-- SOURCE DATA follows --
/*!
 * # Rendering
 *
 * Turns a tagged node tree into the typed visual tree a host UI displays.
 *
 * ## Two passes per block
 *
 * Every block node's children are transformed twice: once in inline context
 * and once in block context. Each pass only keeps the nodes of its own kind,
 * so mixed content such as `<li>Two<ul>..</ul></li>` splits cleanly into a
 * single text line followed by the nested block containers.
 *
 * - Inline children are collapsed into one [`TextRun`] (list items get a
 *   bullet prefix) which comes before the block children.
 * - Text leaves pick up the style of their parent tag.
 * - `img` and `code` have dedicated wrappers; `code` goes through the
 *   [`format_code`] line formatter.
 *
 * ## Skip versus empty
 *
 * A transformed node is [`Rendered::Skip`] when a built-in rule decides it
 * does not apply (empty `div`, empty text, wrong context) and is dropped from
 * its sibling sequence. A custom renderer can instead answer
 * [`CustomRender::Empty`], which keeps a [`Slot::Empty`] placeholder in place.
 *
 * ## Modules
 *
 * - **`visual`**: output node types
 * - **`code_block`**: line splitting and row position classes for code
 * - **`options`**: `RenderOptions`, link and custom-render hooks
 * - **`transform`**: the recursive `Transformer`
 * - **`root`**: `RenderRoot`, the idle/rendering/rendered pipeline owner
 * - **`outline`**: plain-text dump of a visual tree
 */

pub mod code_block;
pub mod options;
pub mod outline;
pub mod root;
pub mod transform;
pub mod visual;

pub use code_block::{BLANK_LINE, CodeLine, PositionClass, format_code};
pub use options::{CustomRender, CustomRenderer, LinkHandler, RenderOptions};
pub use outline::{outline, outline_container};
pub use root::{
    ErrorHandler, RedisplayHandler, RenderRoot, RenderState, TriggerOutcome, render_markup,
};
pub use transform::{BULLET, LINE_BREAK, Transformer};
pub use visual::{
    CodeBlock, Container, Image, Link, Rendered, Scroll, Slot, TextPiece, TextRun, VisualNode,
    find_link,
};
-- SOURCE DATA concluded --
> TASK TO COMPLETE: Only the lines from the top of the data through the line that contains "items get a" should be quoted, exactly as they stand.

> OUTPUT BELOW:
/*!
 * # Rendering
 *
 * Turns a tagged node tree into the typed visual tree a host UI displays.
 *
 * ## Two passes per block
 *
 * Every block node's children are transformed twice: once in inline context
 * and once in block context. Each pass only keeps the nodes of its own kind,
 * so mixed content such as `<li>Two<ul>..</ul></li>` splits cleanly into a
 * single text line followed by the nested block containers.
 *
 * - Inline children are collapsed into one [`TextRun`] (list items get a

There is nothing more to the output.